— Action item —
Every entry must be given again exactly as it is written.

— Source data —
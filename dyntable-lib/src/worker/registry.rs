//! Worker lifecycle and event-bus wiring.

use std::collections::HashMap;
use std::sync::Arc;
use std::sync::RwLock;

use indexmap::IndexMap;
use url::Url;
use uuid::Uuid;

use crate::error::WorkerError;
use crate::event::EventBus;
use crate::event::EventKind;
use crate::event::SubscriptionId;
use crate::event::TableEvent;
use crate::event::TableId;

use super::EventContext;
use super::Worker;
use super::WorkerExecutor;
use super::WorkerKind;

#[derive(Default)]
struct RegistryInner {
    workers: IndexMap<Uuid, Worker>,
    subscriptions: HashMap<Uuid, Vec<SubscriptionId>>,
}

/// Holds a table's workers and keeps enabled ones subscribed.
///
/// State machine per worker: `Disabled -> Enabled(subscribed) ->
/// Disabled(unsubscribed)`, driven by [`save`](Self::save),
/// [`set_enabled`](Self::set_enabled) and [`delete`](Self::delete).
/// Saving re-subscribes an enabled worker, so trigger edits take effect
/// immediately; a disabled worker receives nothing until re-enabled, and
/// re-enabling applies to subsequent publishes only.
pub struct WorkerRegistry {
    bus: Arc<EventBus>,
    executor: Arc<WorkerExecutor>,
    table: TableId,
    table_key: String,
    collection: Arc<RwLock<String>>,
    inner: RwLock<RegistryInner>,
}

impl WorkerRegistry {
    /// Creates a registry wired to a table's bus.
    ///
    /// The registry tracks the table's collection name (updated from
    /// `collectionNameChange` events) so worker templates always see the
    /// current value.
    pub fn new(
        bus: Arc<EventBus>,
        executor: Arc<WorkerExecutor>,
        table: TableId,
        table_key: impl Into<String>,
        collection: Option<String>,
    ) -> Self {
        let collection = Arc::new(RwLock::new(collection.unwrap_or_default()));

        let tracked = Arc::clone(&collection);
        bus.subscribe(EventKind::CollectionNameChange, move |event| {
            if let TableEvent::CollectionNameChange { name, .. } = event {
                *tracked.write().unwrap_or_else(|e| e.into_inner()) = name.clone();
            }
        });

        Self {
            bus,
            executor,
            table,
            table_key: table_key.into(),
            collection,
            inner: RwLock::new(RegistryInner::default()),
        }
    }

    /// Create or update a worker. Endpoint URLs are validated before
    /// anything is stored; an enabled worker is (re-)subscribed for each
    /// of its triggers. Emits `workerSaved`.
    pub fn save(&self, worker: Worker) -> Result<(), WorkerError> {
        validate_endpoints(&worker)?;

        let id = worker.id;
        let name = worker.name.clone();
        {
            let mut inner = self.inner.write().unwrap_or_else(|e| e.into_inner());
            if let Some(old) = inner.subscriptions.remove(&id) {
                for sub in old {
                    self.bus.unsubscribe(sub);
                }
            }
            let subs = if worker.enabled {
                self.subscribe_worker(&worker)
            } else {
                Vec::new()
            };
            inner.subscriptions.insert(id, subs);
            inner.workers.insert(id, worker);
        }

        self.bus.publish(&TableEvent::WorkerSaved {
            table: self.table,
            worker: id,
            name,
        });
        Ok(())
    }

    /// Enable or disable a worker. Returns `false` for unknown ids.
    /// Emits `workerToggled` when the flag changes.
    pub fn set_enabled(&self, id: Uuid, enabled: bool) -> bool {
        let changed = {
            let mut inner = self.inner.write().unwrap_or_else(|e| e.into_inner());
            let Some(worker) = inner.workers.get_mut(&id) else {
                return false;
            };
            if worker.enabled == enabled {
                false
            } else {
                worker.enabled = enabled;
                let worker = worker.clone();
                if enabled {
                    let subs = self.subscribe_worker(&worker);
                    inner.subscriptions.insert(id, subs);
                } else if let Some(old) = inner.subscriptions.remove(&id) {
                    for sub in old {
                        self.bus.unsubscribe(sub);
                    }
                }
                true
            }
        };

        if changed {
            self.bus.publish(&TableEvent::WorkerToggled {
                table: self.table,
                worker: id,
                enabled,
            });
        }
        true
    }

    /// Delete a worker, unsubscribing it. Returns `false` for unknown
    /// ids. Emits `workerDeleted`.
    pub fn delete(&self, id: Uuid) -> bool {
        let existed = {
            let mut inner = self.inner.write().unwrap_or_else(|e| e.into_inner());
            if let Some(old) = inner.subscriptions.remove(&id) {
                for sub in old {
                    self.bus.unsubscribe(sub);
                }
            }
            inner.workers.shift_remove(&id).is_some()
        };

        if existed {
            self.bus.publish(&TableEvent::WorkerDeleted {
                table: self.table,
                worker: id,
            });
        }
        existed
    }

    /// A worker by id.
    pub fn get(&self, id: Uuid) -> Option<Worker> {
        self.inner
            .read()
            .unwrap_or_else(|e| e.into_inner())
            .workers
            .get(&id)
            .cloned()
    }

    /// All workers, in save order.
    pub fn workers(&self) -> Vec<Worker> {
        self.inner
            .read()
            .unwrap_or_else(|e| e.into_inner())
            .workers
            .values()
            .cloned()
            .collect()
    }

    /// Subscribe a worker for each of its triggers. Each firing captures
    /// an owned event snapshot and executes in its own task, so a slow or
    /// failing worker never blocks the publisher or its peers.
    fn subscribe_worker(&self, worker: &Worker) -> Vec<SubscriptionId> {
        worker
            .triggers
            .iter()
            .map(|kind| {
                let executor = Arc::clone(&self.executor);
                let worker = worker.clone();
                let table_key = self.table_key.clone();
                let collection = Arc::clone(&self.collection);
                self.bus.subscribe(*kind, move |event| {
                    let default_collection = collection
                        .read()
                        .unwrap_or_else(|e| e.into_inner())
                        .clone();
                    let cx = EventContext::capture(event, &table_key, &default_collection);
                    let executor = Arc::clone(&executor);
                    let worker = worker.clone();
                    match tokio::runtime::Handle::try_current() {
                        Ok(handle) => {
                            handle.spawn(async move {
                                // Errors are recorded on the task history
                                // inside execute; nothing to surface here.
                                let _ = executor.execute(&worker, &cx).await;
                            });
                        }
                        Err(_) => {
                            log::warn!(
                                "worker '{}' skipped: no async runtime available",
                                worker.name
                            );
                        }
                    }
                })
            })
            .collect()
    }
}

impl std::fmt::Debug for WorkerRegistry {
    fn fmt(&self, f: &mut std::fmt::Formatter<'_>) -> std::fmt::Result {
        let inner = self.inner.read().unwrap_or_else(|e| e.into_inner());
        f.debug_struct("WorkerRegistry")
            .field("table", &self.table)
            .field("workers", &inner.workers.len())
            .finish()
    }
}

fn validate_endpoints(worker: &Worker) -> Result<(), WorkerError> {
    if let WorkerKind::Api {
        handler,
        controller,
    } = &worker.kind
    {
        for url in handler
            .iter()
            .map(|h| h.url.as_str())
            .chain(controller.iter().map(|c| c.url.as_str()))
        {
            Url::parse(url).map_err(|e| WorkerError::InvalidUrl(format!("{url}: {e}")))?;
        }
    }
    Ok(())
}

— Response to this exercise —
filename dyntable-lib/src/worker/registry.rs
//! Worker lifecycle and event-bus wiring.

use std::collections::HashMap;
use std::sync::Arc;
use std::sync::RwLock;

use indexmap::IndexMap;
use url::Url;
use uuid::Uuid;

use crate::error::WorkerError;
use crate::event::EventBus;
use crate::event::EventKind;
use crate::event::SubscriptionId;
use crate::event::TableEvent;
use crate::event::TableId;

use super::EventContext;
use super::Worker;
use super::WorkerExecutor;
use super::WorkerKind;

#[derive(Default)]
struct RegistryInner {
    workers: IndexMap<Uuid, Worker>,
    subscriptions: HashMap<Uuid, Vec<SubscriptionId>>,
}

/// Holds a table's workers and keeps enabled ones subscribed.
///
/// State machine per worker: `Disabled -> Enabled(subscribed) ->
/// Disabled(unsubscribed)`, driven by [`save`](Self::save),
/// [`set_enabled`](Self::set_enabled) and [`delete`](Self::delete).
/// Saving re-subscribes an enabled worker, so trigger edits take effect
/// immediately; a disabled worker receives nothing until re-enabled, and
/// re-enabling applies to subsequent publishes only.
pub struct WorkerRegistry {
    bus: Arc<EventBus>,
    executor: Arc<WorkerExecutor>,
    table: TableId,
    table_key: String,
    collection: Arc<RwLock<String>>,
    inner: RwLock<RegistryInner>,
}

impl WorkerRegistry {
    /// Creates a registry wired to a table's bus.
    ///
    /// The registry tracks the table's collection name (updated from
    /// `collectionNameChange` events) so worker templates always see the
    /// current value.
    pub fn new(
        bus: Arc<EventBus>,
        executor: Arc<WorkerExecutor>,
        table: TableId,
        table_key: impl Into<String>,
        collection: Option<String>,
    ) -> Self {
        let collection = Arc::new(RwLock::new(collection.unwrap_or_default()));

        let tracked = Arc::clone(&collection);
        bus.subscribe(EventKind::CollectionNameChange, move |event| {
            if let TableEvent::CollectionNameChange { name, .. } = event {
                *tracked.write().unwrap_or_else(|e| e.into_inner()) = name.clone();
            }
        });

        Self {
            bus,
            executor,
            table,
            table_key: table_key.into(),
            collection,
            inner: RwLock::new(RegistryInner::default()),
        }
    }

    /// Create or update a worker. Endpoint URLs are validated before
    /// anything is stored; an enabled worker is (re-)subscribed for each
    /// of its triggers. Emits `workerSaved`.
    pub fn save(&self, worker: Worker) -> Result<(), WorkerError> {
        validate_endpoints(&worker)?;

        let id = worker.id;
        let name = worker.name.clone();
        {
            let mut inner = self.inner.write().unwrap_or_else(|e| e.into_inner());
            if let Some(old) = inner.subscriptions.remove(&id) {
                for sub in old {
                    self.bus.unsubscribe(sub);
                }
            }
            let subs = if worker.enabled {
                self.subscribe_worker(&worker)
            } else {
                Vec::new()
            };
            inner.subscriptions.insert(id, subs);
            inner.workers.insert(id, worker);
        }

        self.bus.publish(&TableEvent::WorkerSaved {
            table: self.table,
            worker: id,
            name,
        });
        Ok(())
    }

    /// Enable or disable a worker. Returns `false` for unknown ids.
    /// Emits `workerToggled` when the flag changes.
    pub fn set_enabled(&self, id: Uuid, enabled: bool) -> bool {
        let changed = {
            let mut inner = self.inner.write().unwrap_or_else(|e| e.into_inner());
            let Some(worker) = inner.workers.get_mut(&id) else {
                return false;
            };
            if worker.enabled == enabled {
                false
            } else {
                worker.enabled = enabled;
                let worker = worker.clone();
                if enabled {
                    let subs = self.subscribe_worker(&worker);
                    inner.subscriptions.insert(id, subs);
                } else if let Some(old) = inner.subscriptions.remove(&id) {
                    for sub in old {
                        self.bus.unsubscribe(sub);
                    }
                }
                true
            }
        };

        if changed {
            self.bus.publish(&TableEvent::WorkerToggled {
                table: self.table,
                worker: id,
                enabled,
            });
        }
        true
    }

    /// Delete a worker, unsubscribing it. Returns `false` for unknown
    /// ids. Emits `workerDeleted`.
    pub fn delete(&self, id: Uuid) -> bool {
        let existed = {
            let mut inner = self.inner.write().unwrap_or_else(|e| e.into_inner());
            if let Some(old) = inner.subscriptions.remove(&id) {
                for sub in old {
                    self.bus.unsubscribe(sub);
                }
            }
            inner.workers.shift_remove(&id).is_some()
        };

        if existed {
            self.bus.publish(&TableEvent::WorkerDeleted {
                table: self.table,
                worker: id,
            });
        }
        existed
    }

    /// A worker by id.
    pub fn get(&self, id: Uuid) -> Option<Worker> {
        self.inner
            .read()
            .unwrap_or_else(|e| e.into_inner())
            .workers
            .get(&id)
            .cloned()
    }

    /// All workers, in save order.
    pub fn workers(&self) -> Vec<Worker> {
        self.inner
            .read()
            .unwrap_or_else(|e| e.into_inner())
            .workers
            .values()
            .cloned()
            .collect()
    }

    /// Subscribe a worker for each of its triggers. Each firing captures
    /// an owned event snapshot and executes in its own task, so a slow or
    /// failing worker never blocks the publisher or its peers.
    fn subscribe_worker(&self, worker: &Worker) -> Vec<SubscriptionId> {
        worker
            .triggers
            .iter()
            .map(|kind| {
                let executor = Arc::clone(&self.executor);
                let worker = worker.clone();
                let table_key = self.table_key.clone();
                let collection = Arc::clone(&self.collection);
                self.bus.subscribe(*kind, move |event| {
                    let default_collection = collection
                        .read()
                        .unwrap_or_else(|e| e.into_inner())
                        .clone();
                    let cx = EventContext::capture(event, &table_key, &default_collection);
                    let executor = Arc::clone(&executor);
                    let worker = worker.clone();
                    match tokio::runtime::Handle::try_current() {
                        Ok(handle) => {
                            handle.spawn(async move {
                                // Errors are recorded on the task history
                                // inside execute; nothing to surface here.
                                let _ = executor.execute(&worker, &cx).await;
                            });
                        }
                        Err(_) => {
                            log::warn!(
                                "worker '{}' skipped: no async runtime available",
                                worker.name
                            );
                        }
                    }
                })
            })
            .collect()
    }
}

impl std::fmt::Debug for WorkerRegistry {
    fn fmt(&self, f: &mut std::fmt::Formatter<'_>) -> std::fmt::Result {
        let inner = self.inner.read().unwrap_or_else(|e| e.into_inner());
        f.debug_struct("WorkerRegistry")
            .field("table", &self.table)
            .field("workers", &inner.workers.len())
            .finish()
    }
}

fn validate_endpoints(worker: &Worker) -> Result<(), WorkerError> {
    if let WorkerKind::Api {
        handler,
        controller,
    } = &worker.kind
    {
        for url in handler
            .iter()
            .map(|h| h.url.as_str())
            .chain(controller.iter().map(|c| c.url.as_str()))
        {
            Url::parse(url).map_err(|e| WorkerError::InvalidUrl(format!("{url}: {e}")))?;
        }
    }
    Ok(())
}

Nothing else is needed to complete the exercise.